Your assignment
Listed below are entries; give the number of lines among them that include "first", and only that number.

Input data section start

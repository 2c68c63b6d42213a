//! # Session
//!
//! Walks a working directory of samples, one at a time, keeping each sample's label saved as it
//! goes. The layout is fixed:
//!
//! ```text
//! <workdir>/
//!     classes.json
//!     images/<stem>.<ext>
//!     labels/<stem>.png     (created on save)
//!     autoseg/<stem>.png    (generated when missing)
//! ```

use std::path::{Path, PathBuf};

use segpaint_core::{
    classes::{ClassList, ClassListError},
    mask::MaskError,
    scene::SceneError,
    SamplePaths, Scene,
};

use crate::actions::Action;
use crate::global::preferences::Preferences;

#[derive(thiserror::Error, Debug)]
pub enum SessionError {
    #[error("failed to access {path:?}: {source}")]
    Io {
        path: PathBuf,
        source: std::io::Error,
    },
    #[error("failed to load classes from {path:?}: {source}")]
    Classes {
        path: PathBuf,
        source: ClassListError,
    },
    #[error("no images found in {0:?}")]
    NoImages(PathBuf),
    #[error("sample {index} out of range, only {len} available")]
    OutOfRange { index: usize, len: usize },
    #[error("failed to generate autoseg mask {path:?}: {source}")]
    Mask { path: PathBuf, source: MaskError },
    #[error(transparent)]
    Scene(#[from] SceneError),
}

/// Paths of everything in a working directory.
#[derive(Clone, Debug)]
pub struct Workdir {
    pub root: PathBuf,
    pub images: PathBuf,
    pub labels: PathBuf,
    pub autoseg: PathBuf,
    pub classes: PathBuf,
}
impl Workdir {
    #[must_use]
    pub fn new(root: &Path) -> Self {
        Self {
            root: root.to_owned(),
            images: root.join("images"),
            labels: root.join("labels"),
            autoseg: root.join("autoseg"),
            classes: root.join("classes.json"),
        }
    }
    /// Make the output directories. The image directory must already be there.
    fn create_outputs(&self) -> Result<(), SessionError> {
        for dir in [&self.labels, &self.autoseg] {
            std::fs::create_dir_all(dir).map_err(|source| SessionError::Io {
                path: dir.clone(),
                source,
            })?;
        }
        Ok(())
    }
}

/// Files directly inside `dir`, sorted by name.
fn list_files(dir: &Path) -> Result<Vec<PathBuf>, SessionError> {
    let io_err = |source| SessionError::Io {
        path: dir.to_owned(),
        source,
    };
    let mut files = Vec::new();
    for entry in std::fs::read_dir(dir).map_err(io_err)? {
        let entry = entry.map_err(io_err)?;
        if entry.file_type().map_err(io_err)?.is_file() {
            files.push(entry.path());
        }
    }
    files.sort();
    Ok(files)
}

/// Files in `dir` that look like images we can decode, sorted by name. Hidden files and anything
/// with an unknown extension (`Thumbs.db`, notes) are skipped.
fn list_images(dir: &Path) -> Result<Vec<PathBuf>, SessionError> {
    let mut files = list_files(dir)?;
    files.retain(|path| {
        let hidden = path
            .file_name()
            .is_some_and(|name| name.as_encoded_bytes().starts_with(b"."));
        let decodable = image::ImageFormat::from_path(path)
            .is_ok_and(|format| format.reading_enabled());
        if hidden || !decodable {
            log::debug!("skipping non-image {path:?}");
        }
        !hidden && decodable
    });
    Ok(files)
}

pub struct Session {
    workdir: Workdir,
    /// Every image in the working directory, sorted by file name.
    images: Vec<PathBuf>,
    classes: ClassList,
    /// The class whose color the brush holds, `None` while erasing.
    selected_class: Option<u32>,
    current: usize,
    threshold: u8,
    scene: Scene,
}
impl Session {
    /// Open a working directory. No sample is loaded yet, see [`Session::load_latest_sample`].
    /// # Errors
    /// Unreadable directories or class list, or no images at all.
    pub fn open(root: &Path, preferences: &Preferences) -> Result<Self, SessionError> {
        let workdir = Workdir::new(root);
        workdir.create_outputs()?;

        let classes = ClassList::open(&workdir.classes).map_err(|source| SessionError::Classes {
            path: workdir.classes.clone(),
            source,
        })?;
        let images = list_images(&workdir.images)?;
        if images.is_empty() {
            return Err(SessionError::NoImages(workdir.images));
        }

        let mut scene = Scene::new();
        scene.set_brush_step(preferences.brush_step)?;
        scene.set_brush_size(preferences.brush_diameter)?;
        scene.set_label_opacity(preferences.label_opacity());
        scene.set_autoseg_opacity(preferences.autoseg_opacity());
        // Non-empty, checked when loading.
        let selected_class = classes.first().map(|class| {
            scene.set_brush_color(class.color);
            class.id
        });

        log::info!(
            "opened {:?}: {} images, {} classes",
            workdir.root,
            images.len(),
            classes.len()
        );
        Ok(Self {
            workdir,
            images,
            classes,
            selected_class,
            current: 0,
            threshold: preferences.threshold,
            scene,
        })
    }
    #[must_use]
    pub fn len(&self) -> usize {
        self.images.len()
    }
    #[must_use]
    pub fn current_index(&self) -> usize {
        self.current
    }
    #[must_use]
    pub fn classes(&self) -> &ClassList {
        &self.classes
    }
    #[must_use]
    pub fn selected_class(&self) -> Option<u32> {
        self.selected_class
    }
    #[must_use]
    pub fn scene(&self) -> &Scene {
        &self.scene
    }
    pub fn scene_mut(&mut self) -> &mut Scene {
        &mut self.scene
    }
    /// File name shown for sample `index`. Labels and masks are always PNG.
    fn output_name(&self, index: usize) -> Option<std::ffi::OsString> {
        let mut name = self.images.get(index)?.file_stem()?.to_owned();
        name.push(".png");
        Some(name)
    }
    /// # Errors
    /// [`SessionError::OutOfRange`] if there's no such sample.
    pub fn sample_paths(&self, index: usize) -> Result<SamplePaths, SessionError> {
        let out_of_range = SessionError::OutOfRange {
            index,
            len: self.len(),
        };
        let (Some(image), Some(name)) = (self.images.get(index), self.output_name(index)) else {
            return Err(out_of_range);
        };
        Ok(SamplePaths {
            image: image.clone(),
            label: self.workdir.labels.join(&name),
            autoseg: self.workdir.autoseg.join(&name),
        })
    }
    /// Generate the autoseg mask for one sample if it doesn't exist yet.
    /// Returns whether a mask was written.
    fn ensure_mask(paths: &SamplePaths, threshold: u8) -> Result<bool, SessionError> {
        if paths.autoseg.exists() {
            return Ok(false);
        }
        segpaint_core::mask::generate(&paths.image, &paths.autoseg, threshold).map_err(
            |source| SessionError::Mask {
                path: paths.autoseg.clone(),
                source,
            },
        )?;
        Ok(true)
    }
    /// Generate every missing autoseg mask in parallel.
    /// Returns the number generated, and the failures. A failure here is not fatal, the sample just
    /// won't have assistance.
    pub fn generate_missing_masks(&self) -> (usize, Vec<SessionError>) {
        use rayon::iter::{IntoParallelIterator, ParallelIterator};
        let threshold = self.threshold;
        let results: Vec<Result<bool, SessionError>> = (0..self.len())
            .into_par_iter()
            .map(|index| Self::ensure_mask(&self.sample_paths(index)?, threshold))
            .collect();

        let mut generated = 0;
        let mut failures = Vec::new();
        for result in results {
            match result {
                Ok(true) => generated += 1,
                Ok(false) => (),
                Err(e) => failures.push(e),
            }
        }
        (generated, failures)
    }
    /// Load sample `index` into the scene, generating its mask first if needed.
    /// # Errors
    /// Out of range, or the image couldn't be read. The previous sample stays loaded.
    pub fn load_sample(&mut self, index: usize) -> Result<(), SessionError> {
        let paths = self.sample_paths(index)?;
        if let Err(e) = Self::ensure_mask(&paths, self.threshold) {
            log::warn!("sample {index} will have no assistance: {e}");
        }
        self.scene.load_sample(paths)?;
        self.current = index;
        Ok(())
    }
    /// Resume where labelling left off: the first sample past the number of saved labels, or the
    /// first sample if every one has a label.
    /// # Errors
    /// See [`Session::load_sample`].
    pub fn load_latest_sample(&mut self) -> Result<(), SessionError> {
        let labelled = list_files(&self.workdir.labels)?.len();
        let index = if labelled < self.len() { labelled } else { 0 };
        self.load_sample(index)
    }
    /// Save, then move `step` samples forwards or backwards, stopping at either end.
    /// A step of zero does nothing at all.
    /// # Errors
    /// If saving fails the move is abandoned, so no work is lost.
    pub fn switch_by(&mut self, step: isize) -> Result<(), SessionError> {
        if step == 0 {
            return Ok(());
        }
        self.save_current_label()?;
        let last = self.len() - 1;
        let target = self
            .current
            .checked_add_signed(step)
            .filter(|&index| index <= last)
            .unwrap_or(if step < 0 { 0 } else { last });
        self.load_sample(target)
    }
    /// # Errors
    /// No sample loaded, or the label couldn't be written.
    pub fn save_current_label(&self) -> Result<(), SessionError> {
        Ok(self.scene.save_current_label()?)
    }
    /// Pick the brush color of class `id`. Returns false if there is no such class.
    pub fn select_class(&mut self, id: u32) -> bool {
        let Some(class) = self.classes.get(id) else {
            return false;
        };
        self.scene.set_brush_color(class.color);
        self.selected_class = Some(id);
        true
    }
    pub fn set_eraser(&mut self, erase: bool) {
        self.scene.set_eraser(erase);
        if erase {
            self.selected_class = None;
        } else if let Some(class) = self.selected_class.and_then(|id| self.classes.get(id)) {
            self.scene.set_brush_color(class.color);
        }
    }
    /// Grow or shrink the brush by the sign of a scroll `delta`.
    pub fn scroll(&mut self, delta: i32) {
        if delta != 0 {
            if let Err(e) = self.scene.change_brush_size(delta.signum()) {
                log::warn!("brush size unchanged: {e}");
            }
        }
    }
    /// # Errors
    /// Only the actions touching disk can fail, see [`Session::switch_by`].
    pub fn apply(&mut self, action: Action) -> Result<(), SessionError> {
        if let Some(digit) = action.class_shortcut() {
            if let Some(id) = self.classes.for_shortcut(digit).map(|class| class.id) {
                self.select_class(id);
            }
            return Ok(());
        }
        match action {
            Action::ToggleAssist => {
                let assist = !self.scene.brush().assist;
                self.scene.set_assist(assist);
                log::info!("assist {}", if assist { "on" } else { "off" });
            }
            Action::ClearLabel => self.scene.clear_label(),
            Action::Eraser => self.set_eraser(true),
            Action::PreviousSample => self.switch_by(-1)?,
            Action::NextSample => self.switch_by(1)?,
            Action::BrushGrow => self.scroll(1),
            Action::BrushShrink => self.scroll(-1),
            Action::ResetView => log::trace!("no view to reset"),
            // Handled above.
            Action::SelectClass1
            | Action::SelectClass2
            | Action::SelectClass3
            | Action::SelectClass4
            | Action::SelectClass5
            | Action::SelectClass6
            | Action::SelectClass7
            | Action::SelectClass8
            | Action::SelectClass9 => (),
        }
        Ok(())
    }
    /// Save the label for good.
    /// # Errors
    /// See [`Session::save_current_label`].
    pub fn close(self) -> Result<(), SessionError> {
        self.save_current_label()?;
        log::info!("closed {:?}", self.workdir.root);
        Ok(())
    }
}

Input data section end

Answer space
4